[[ Material provided, beginning ]]

impl SessionStateMonitor {
    pub fn new(config: MonitorConfig) -> Self {
        Self {
            config,
            state: LifecycleState::Off,
            speeding_since: None,
            racing_since: None,
            last_fresh_at: None,
            last_fresh_status: None,
            last_lap_time_ms: None,
            session_type: SessionType::Unknown,
            broadcast: None,
        }
    }

    pub fn state(&self) -> LifecycleState {
        self.state
    }

    pub fn is_racing(&self) -> bool {
        self.state == LifecycleState::Racing
    }

    /// Feeds one poll result through the state machine
    pub fn process(&mut self, sample: Sample, now: Instant) -> Vec<MonitorEvent> {
        let mut events = Vec::new();

        match sample {
            Sample::Fresh(snapshot) => self.process_fresh(&snapshot, now, &mut events),
            Sample::Stale => self.process_stale(now, &mut events),
            Sample::Unavailable => self.region_lost(now, &mut events),
        }

        events
    }

    fn process_fresh(
        &mut self,
        snapshot: &PlayerSnapshot,
        now: Instant,
        events: &mut Vec<MonitorEvent>,
    ) {
        self.last_fresh_at = Some(now);
        self.last_fresh_status = Some(snapshot.status);
        let clock_reset = self.last_lap_time_ms.is_some_and(|prev| prev > 0)
            && snapshot.current_lap_time_ms == 0;
        self.last_lap_time_ms = Some(snapshot.current_lap_time_ms);
        if snapshot.session_type != SessionType::Unknown {
            self.session_type = snapshot.session_type;
        }

        match snapshot.status {
            GameStatus::Off => self.leave_session(LifecycleState::Menu, now, events),
            GameStatus::Replay => self.leave_session(LifecycleState::Replay, now, events),
            GameStatus::Pause => {
                if self.state != LifecycleState::Racing {
                    self.speeding_since = None;
                    self.transition(LifecycleState::Paused, events);
                }
            }
            GameStatus::Live => {
                if self.state == LifecycleState::Racing {
                    // Restarting a session puts the car back on the grid with a zeroed clock
                    if clock_reset && snapshot.speed_kmh <= self.config.speed_threshold_kmh {
                        info!("Session clock reset, restarting");
                        self.leave_session(LifecycleState::Waiting, now, events);
                    }
                    return;
                }
                if self.state != LifecycleState::Waiting {
                    self.speeding_since = None;
                    self.transition(LifecycleState::Waiting, events);
                }
                self.debounce_start(snapshot.speed_kmh, now, events);
            }
        }
    }

    fn debounce_start(&mut self, speed_kmh: f32, now: Instant, events: &mut Vec<MonitorEvent>) {
        if speed_kmh <= self.config.speed_threshold_kmh {
            if self.speeding_since.take().is_some() {
                debug!("Speed dropped below threshold, debounce reset");
            }
            return;
        }

        let since = *self.speeding_since.get_or_insert(now);
        if now.duration_since(since) < self.config.sustain() {
            return;
        }

        self.speeding_since = None;
        self.racing_since = Some(now);
        self.transition(LifecycleState::Racing, events);

        let session_type = self.current_session_type();
        info!("Session started: {}", session_type);
        events.push(MonitorEvent::SessionStarted {
            session_type,
            started_at: Local::now(),
        });
    }

    fn process_stale(&mut self, now: Instant, events: &mut Vec<MonitorEvent>) {
        if self.state == LifecycleState::Waiting {
            self.speeding_since = None;
        }

        let Some(last_fresh_at) = self.last_fresh_at else {
            return;
        };

        // Menus and replays legitimately stop the physics counter
        let live = matches!(
            self.state,
            LifecycleState::Waiting | LifecycleState::Racing
        );
        if !live {
            return;
        }

        // So does a pause, but a game that exits while paused looks the same
        let grace = if self.last_fresh_status == Some(GameStatus::Pause) {
            self.config.paused_stale_grace()
        } else {
            self.config.stale_grace()
        };
        if now.duration_since(last_fresh_at) > grace {
            debug!("Producer stalled for more than {:?}", grace);
            self.region_lost(now, events);
        }
    }

    fn region_lost(&mut self, now: Instant, events: &mut Vec<MonitorEvent>) {
        if self.broadcast_active(now) {
            debug!("Shared memory unavailable, broadcast still reports an active session");
            return;
        }

        self.last_fresh_at = None;
        self.last_fresh_status = None;
        self.last_lap_time_ms = None;
        self.leave_session(LifecycleState::Off, now, events);
    }

    /// Records session context from the broadcasting channel
    ///
    /// A new session index while racing means the session was restarted:
    /// the current one ends and the next needs its own debounce.
    pub fn observe_session(&mut self, session: &SessionInfo, now: Instant) -> Vec<MonitorEvent> {
        let mut events = Vec::new();
        let previous = self.broadcast.replace(BroadcastContext {
            session_index: session.session_index,
            session_type: session.session_type,
            phase: session.phase,
            seen_at: now,
        });

        let restarted = previous.is_some_and(|p| p.session_index != session.session_index);
        if restarted && self.state == LifecycleState::Racing {
            info!(
                "Session index changed to {}, restarting",
                session.session_index
            );
            self.leave_session(LifecycleState::Waiting, now, &mut events);
        }

        events
    }

    /// Ends any racing session and moves to `Off`. Repeated calls emit nothing.
    pub fn shutdown(&mut self, now: Instant) -> Vec<MonitorEvent> {
        let mut events = Vec::new();
        self.leave_session(LifecycleState::Off, now, &mut events);
        self.broadcast = None;
        self.last_fresh_at = None;
        self.last_fresh_status = None;
        self.last_lap_time_ms = None;
        events
    }

    fn broadcast_active(&self, now: Instant) -> bool {
        self.broadcast.is_some_and(|b| {
            b.phase.is_active() && now.duration_since(b.seen_at) <= self.config.stale_grace()
        })
    }

    fn current_session_type(&self) -> SessionType {
        match (self.session_type, self.broadcast) {
            (SessionType::Unknown, Some(b)) => b.session_type,
            (session_type, _) => session_type,
        }
    }

    /// Moves to `target`, ending the session first if one is running
    fn leave_session(
        &mut self,
        target: LifecycleState,
        now: Instant,
        events: &mut Vec<MonitorEvent>,
    ) {
        self.speeding_since = None;
        let was_racing = self.state == LifecycleState::Racing;
        self.transition(target, events);

        if was_racing {
            let duration = self
                .racing_since
                .take()
                .map_or(Duration::ZERO, |since| now.duration_since(since));
            info!("Session ended after {:.1}s", duration.as_secs_f64());
            events.push(MonitorEvent::SessionEnded {
                ended_at: Local::now(),
                duration_seconds: duration.as_secs_f64(),
            });
        }
    }

    fn transition(&mut self, to: LifecycleState, events: &mut Vec<MonitorEvent>) {
        if self.state == to {
            return;
        }

        let from = self.state;
        self.state = to;
        info!("Lifecycle {} -> {}", from, to);
        events.push(MonitorEvent::StatusChanged { from, to });
    }
}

[[ Material provided, end ]]

*Exercise brief*
Write down only the number of lines above where the word "SessionType" occurs.

*Result of this task*
4